The first delivery for Edge Storage was the creation of a short term distributed cache to be leveraged by all applications deployed in the network. Each VPC queues and distributes cache results proportionally across every available Host, reducing the number of Hosts and compute units required for your application to scale.
Image A: Picture of 6 Hosts, with 3 hosting an application and all 6 storing cached results for the application
🔗Caching at the Gateway
The logical place for a short term cache is arguable on Gateways (the termination point of requests within the network), but this just doesn’t scale. Let’s imagine you have a single Gateway with 250 Hosts, a reasonable number on the network. The Hosts are each responding to hundreds of requests per second and it’s not abnormal, especially when dealing with rich media, for each payload to be ~100kb. That’s a lot of results to store in a cache, in memory, on a single machine.
Entirely removing the cache from Gateway creates a potential vulnerability when a high volume of requests for a single resource causes an unnecessary flood in the Gateway queue. To protect against this, Gateway operates the lightning cache, a resource specific in-memory cache that adjusts TTL in real time based on the frequency of requests across a moving window, with consideration for available memory and queue size to further optimize the balance between delivery speed and load distribution.
Image B: Gateway cache showing different sized caches based on traffic
By using the same distribution and replication protocol as the cache we were able to facilitate a persisted long term object store, with the added option to distribute and coordinate outside of a single VPC. Though this may appear as a natural progression, long term object storage comes with a fresh set of requirements, most notable the issue of resilience.
Whilst cache corruption or invalidation due to service disruption can cause a significant CPU spike, the data is by nature ephemeral so nothing is lost that can’t be rebuilt.

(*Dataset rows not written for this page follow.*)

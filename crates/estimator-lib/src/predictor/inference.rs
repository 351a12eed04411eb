//! ONNX pipeline inference using tract
//!
//! Runs the exported price pipeline (categorical encoding + regression) on a
//! single record. The artifact takes one input per training column, named
//! after the column: categorical columns as `string[1, 1]`, numeric columns as
//! `float32[1, 1]`. Output 0 holds the log-scaled price.

use super::Predictor;
use crate::error::StartupError;
use crate::models::{CanonicalFeatureRecord, FeatureValue, FEATURE_COLUMNS};
use anyhow::{Context, Result};
use sha2::{Digest, Sha256};
use std::path::Path;
use std::time::Instant;
use tract_onnx::prelude::*;
use tracing::{debug, info, warn};

/// Maximum inference latency before warning
const MAX_INFERENCE_MS: u128 = 100;

/// Columns fed to the graph as strings rather than floats
const CATEGORICAL_COLUMNS: [&str; 5] = ["Company", "TypeName", "Cpu brand", "Gpu brand", "os"];

type TractModel = SimplePlan<TypedFact, Box<dyn TypedOp>, Graph<TypedFact, Box<dyn TypedOp>>>;

/// Price pipeline loaded from an ONNX artifact
pub struct OnnxPipeline {
    model: TractModel,
    model_version: String,
}

impl OnnxPipeline {
    /// Load the pipeline from artifact bytes
    pub fn from_bytes(model_bytes: &[u8], model_version: impl Into<String>) -> Result<Self, StartupError> {
        let model = Self::load_model(model_bytes)
            .map_err(|e| StartupError::Pipeline(format!("{:#}", e)))?;
        Ok(Self {
            model,
            model_version: model_version.into(),
        })
    }

    /// Load the pipeline from a file, optionally checking its SHA-256 digest.
    ///
    /// The model version is the first 12 hex digits of the digest.
    pub fn load(path: impl AsRef<Path>, expected_sha256: Option<&str>) -> Result<Self, StartupError> {
        let path = path.as_ref();
        let bytes = std::fs::read(path).map_err(|source| StartupError::Io {
            what: "pipeline artifact",
            path: path.to_path_buf(),
            source,
        })?;

        let checksum = sha256_hex(&bytes);
        if let Some(expected) = expected_sha256 {
            if !expected.eq_ignore_ascii_case(&checksum) {
                return Err(StartupError::Checksum {
                    expected: expected.to_string(),
                    actual: checksum,
                });
            }
        }

        let pipeline = Self::from_bytes(&bytes, &checksum[..12])?;
        info!(
            path = %path.display(),
            size_bytes = bytes.len(),
            model_version = %pipeline.model_version,
            "Loaded pipeline artifact"
        );
        Ok(pipeline)
    }

    /// Parse the graph, check its inputs against the training columns and
    /// optimize it for single-row inference
    fn load_model(model_bytes: &[u8]) -> Result<TractModel> {
        let mut model = tract_onnx::onnx()
            .model_for_read(&mut std::io::Cursor::new(model_bytes))
            .context("Failed to parse ONNX model")?;

        let input_names: Vec<String> = model
            .input_outlets()?
            .iter()
            .map(|outlet| model.node(outlet.node).name.clone())
            .collect();
        if input_names != FEATURE_COLUMNS {
            anyhow::bail!(
                "Model inputs {:?} do not match feature columns {:?}",
                input_names,
                FEATURE_COLUMNS
            );
        }

        for (ix, column) in FEATURE_COLUMNS.iter().enumerate() {
            let fact = if CATEGORICAL_COLUMNS.contains(column) {
                String::fact([1, 1])
            } else {
                f32::fact([1, 1])
            };
            model = model
                .with_input_fact(ix, fact.into())
                .with_context(|| format!("Failed to set input shape for {}", column))?;
        }

        let model = model
            .into_optimized()
            .context("Failed to optimize model")?
            .into_runnable()
            .context("Failed to create runnable model")?;
        Ok(model)
    }

    /// Convert a record into one single-cell tensor per column
    fn record_to_inputs(record: &CanonicalFeatureRecord) -> TVec<TValue> {
        record
            .columns()
            .iter()
            .map(|(_, value)| {
                let tensor: Tensor = match value {
                    FeatureValue::Categorical(text) => {
                        tract_ndarray::arr2(&[[text.to_string()]]).into()
                    }
                    FeatureValue::Numeric(number) => tract_ndarray::arr2(&[[*number as f32]]).into(),
                };
                tensor.into()
            })
            .collect()
    }
}

impl Predictor for OnnxPipeline {
    fn predict(&self, record: &CanonicalFeatureRecord) -> Result<f64> {
        let start = Instant::now();

        let inputs = Self::record_to_inputs(record);
        let result = self.model.run(inputs)?;
        let output = result.first().context("No output from model")?;
        let log_price = first_value(output)?;

        let elapsed = start.elapsed();
        if elapsed.as_millis() > MAX_INFERENCE_MS {
            warn!(elapsed_ms = elapsed.as_millis(), "Inference exceeded {}ms target", MAX_INFERENCE_MS);
        } else {
            debug!(elapsed_us = elapsed.as_micros(), "Inference completed");
        }

        Ok(log_price)
    }

    fn model_version(&self) -> &str {
        &self.model_version
    }
}

/// First element of an output tensor, whatever its float width
fn first_value(output: &Tensor) -> Result<f64> {
    let values = output
        .cast_to::<f64>()
        .with_context(|| format!("Model output of type {:?} is not numeric", output.datum_type()))?;
    values
        .as_slice::<f64>()?
        .first()
        .copied()
        .context("Model output is empty")
}

/// Lowercase hex SHA-256 of the artifact bytes
pub fn sha256_hex(bytes: &[u8]) -> String {
    hex::encode(Sha256::digest(bytes))
}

The same is not true for longterm object storage which added a fresh set of considerations to our approach.
Files and cached results come in all shapes and sizes, and so do the machines in the network. Because of this the method of distribution had to be flexible enough to work with the smallest possible device footprint. A machine with a spare 20mb might not seem significant, but if you consider just how many smart devices with SSD or NVM (Non-Volatile Memory) offering fast I/O and infrequent power cycles exist in the average home, the redundancy quickly becomes significant. By breaking up files, the network avoids dismissal of a swarm of low powered contributors, so chunking became an obvious requirement.
Chunk size is another important consideration. Just like typical volume formatting, the optimum size will balance maximised space utilisation and minimised read operations. The current working splits files into 512KB chunks. Smaller files are not chunked, unless a customer specifically requests that an object is secured through forced chunking (see below).

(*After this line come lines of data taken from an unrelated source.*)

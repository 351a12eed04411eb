//! API client for communicating with the price server

use anyhow::{Context, Result};
use reqwest::{Client, Response, StatusCode};
use serde::{de::DeserializeOwned, Deserialize, Serialize};
use std::collections::BTreeMap;
use url::Url;

/// API client for the price server
pub struct ApiClient {
    client: Client,
    base_url: Url,
}

impl ApiClient {
    /// Create a new API client
    pub fn new(base_url: &str) -> Result<Self> {
        let client = Client::builder()
            .timeout(std::time::Duration::from_secs(30))
            .build()
            .context("Failed to create HTTP client")?;

        let base_url = Url::parse(base_url).context("Invalid API URL")?;

        Ok(Self { client, base_url })
    }

    /// Make a GET request
    pub async fn get<T: DeserializeOwned>(&self, path: &str) -> Result<T> {
        self.get_accepting(path, &[]).await
    }

    /// GET that also decodes the body of the listed error statuses
    async fn get_accepting<T: DeserializeOwned>(
        &self,
        path: &str,
        accepted: &[StatusCode],
    ) -> Result<T> {
        let url = self.base_url.join(path).context("Invalid path")?;

        let response = self
            .client
            .get(url)
            .send()
            .await
            .context("Failed to send request")?;

        read_body(response, accepted).await
    }

    /// POST a JSON body, decoding the body of the listed error statuses
    async fn post_accepting<T: DeserializeOwned, B: Serialize>(
        &self,
        path: &str,
        body: &B,
        accepted: &[StatusCode],
    ) -> Result<T> {
        let url = self.base_url.join(path).context("Invalid path")?;

        let response = self
            .client
            .post(url)
            .json(body)
            .send()
            .await
            .context("Failed to send request")?;

        read_body(response, accepted).await
    }

    /// Request an estimate. Rejections (400, 422) and pipeline failures (500)
    /// come back as a response with `ok == false`.
    pub async fn estimate(&self, request: &EstimateRequest) -> Result<EstimateResponse> {
        self.post_accepting(
            "api/v1/estimate",
            request,
            &[
                StatusCode::BAD_REQUEST,
                StatusCode::UNPROCESSABLE_ENTITY,
                StatusCode::INTERNAL_SERVER_ERROR,
            ],
        )
        .await
    }

    pub async fn options(&self) -> Result<OptionsResponse> {
        self.get("api/v1/options").await
    }

    /// Liveness report, including the unhealthy (503) case
    pub async fn health(&self) -> Result<HealthResponse> {
        self.get_accepting("healthz", &[StatusCode::SERVICE_UNAVAILABLE])
            .await
    }

    pub async fn readiness(&self) -> Result<ReadinessResponse> {
        self.get_accepting("readyz", &[StatusCode::SERVICE_UNAVAILABLE])
            .await
    }
}

async fn read_body<T: DeserializeOwned>(response: Response, accepted: &[StatusCode]) -> Result<T> {
    let status = response.status();
    if !status.is_success() && !accepted.contains(&status) {
        let body = response.text().await.unwrap_or_default();
        anyhow::bail!("API error ({}): {}", status, body);
    }

    response.json().await.context("Failed to parse response")
}

// API request and response types

#[derive(Debug, Clone, Serialize, Deserialize)]
#[serde(rename_all = "camelCase")]
pub struct EstimateRequest {
    pub company: String,
    pub type_name: String,
    #[serde(rename = "ramGB")]
    pub ram_gb: u32,
    pub weight_kg: f64,
    pub touchscreen: bool,
    pub ips_display: bool,
    pub screen_size_inches: f64,
    pub resolution: String,
    pub cpu_brand: String,
    #[serde(rename = "hddGB")]
    pub hdd_gb: u32,
    #[serde(rename = "ssdGB")]
    pub ssd_gb: u32,
    pub gpu_brand: String,
    pub operating_system: String,
}

#[derive(Debug, Clone, Serialize, Deserialize)]
#[serde(rename_all = "camelCase")]
pub struct EstimateResponse {
    pub ok: bool,
    #[serde(default, skip_serializing_if = "Option::is_none")]
    pub price_value: Option<f64>,
    #[serde(default, skip_serializing_if = "Option::is_none")]
    pub ppi_was_defaulted: Option<bool>,
    #[serde(default, skip_serializing_if = "Option::is_none")]
    pub error_kind: Option<String>,
    #[serde(default, skip_serializing_if = "Option::is_none")]
    pub message: Option<String>,
}

#[derive(Debug, Clone, Serialize, Deserialize)]
pub struct Range {
    pub min: f64,
    pub max: f64,
}

#[derive(Debug, Clone, Serialize, Deserialize)]
pub struct OptionsResponse {
    pub companies: Vec<String>,
    pub type_names: Vec<String>,
    pub cpu_brands: Vec<String>,
    pub gpu_brands: Vec<String>,
    pub operating_systems: Vec<String>,
    pub ram_gb: Vec<u32>,
    pub hdd_gb: Vec<u32>,
    pub ssd_gb: Vec<u32>,
    pub resolutions: Vec<String>,
    pub weight_kg: Range,
    pub screen_size_inches: Range,
}

#[derive(Debug, Clone, Serialize, Deserialize)]
pub struct ComponentHealth {
    pub status: String,
    #[serde(default, skip_serializing_if = "Option::is_none")]
    pub message: Option<String>,
    pub last_check_timestamp: i64,
}

#[derive(Debug, Clone, Serialize, Deserialize)]
pub struct HealthResponse {
    pub status: String,
    pub components: BTreeMap<String, ComponentHealth>,
}

#[derive(Debug, Clone, Serialize, Deserialize)]
pub struct ReadinessResponse {
    pub ready: bool,
    #[serde(default, skip_serializing_if = "Option::is_none")]
    pub reason: Option<String>,
}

Image C: Gateway shredding files into chunks
After chunking the file, Gateway stores a file hash in its in-memory database before adding entries to its cache queue, a list of distribution jobs based on the minimum replication requirements. Connected Hosts take the file chunks and persist them locally, as well as indexing in an in-memory database. The Gateway persists data in the cache queue until the replication conditions are satisfied, at which point it retains an index but destroys the parts.
Image D: Indexing files as they’re chunked
When the Gateway receives a request for a file it creates an entry in the edge queue for each chunk it needs to rebuild the source. Connected Hosts work together to return all of the required parts before the Gateway returns the payload to the client.

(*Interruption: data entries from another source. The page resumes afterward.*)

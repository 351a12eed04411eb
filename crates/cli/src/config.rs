//! Configuration management for the CLI

use anyhow::{Context, Result};
use serde::{Deserialize, Serialize};
use std::path::{Path, PathBuf};

pub const DEFAULT_API_URL: &str = "http://localhost:8080";

/// Symbol prefixed to prices when neither flag nor config sets one
pub const DEFAULT_CURRENCY_SYMBOL: &str = "₹";

/// CLI configuration
#[derive(Debug, Clone, Serialize, Deserialize, Default)]
pub struct Config {
    /// API endpoint URL
    pub api_url: Option<String>,
    /// Symbol shown before formatted prices
    pub currency_symbol: Option<String>,
}

impl Config {
    /// Load configuration from the default location, if present
    pub fn load() -> Result<Self> {
        match Self::config_path() {
            Some(path) => Self::load_from(&path),
            None => Ok(Self::default()),
        }
    }

    /// Load configuration from a file; a missing file yields the defaults
    pub fn load_from(path: &Path) -> Result<Self> {
        if !path.exists() {
            return Ok(Self::default());
        }

        let content = std::fs::read_to_string(path).context("Failed to read config file")?;

        serde_json::from_str(&content).context("Failed to parse config file")
    }

    /// API URL, preferring the command line over the file
    pub fn resolve_api_url(&self, flag: Option<String>) -> String {
        flag.or_else(|| self.api_url.clone())
            .unwrap_or_else(|| DEFAULT_API_URL.to_string())
    }

    pub fn resolve_currency(&self, flag: Option<String>) -> String {
        flag.or_else(|| self.currency_symbol.clone())
            .unwrap_or_else(|| DEFAULT_CURRENCY_SYMBOL.to_string())
    }

    /// Get the configuration file path
    fn config_path() -> Option<PathBuf> {
        dirs_next::home_dir().map(|home| home.join(".config").join("lpp").join("config.json"))
    }
}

Image E: Rebuilding from a checklist of chunks
🔗Forced chunking on sensitive data
Not all files that we share in the network are sensitive and not all sensitive files are large enough to be chunked. That’s why we introduced the option to force chunking on files that should never exist in their entirety on a single Host.
Image F: Forcing small files to be split when required
Hosts can go offline at any time so to manage any reduction in replication, Gateway stores an index of Host IDs alongside each hash to track the distribution of each chunk. Gateway monitors the health of Hosts via Consul, the distributed network manifest, and should one become unhealthy, the Gateway identifies entries in the hash database that now require redistribution. For each hash, it fetches the chunks from connected Hosts and creates a new entry in the cache queue, thus triggering the replication process.
🔗What happens when a Gateway goes offline?
Whilst the index of hashes appears lost, all of the existing Hosts collaboratively hold all of the hashes and data, so on reconnection to a new Gateway they can quickly begin the rebuild process. The Hosts initialise the process of rebuilding by sending a list of their chunks. Filtering and removing those that it already holds, the Gateway inserts an entry into its hash database along with the ID of the Host from which the list of hashes originated.
After the reindex process is completed or the timeout is exceeded, the Gateways redistribution process takes over to guarantee a satisfactory level of replication.
Image G: Hosts moving from an offline GW to a new GW and rebuilding the index
Edge storage provides a resilient, secure and extremely fast storage solution for caching as close to the point of need as possible and for long term object storage. It is now live in Mainnet and will be moving in to testing next week. We expect to have the first public beta available within the next quarter.